■ WHAT IS NEEDED: Return nothing but the lines from the line containing "mod effects;" through the last line of the records, reproduced exactly.

■ GIVEN RECORDS:
────────────────────
mod app;
mod cli;
mod config;
mod effects;
mod persistence;
mod render;

use clap::Parser;

fn main() -> anyhow::Result<()> {
    app::run(cli::Cli::parse())
}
────────────────────
■ RESPONSE FOR THIS EXERCISE:
mod effects;
mod persistence;
mod render;

use clap::Parser;

fn main() -> anyhow::Result<()> {
    app::run(cli::Cli::parse())
}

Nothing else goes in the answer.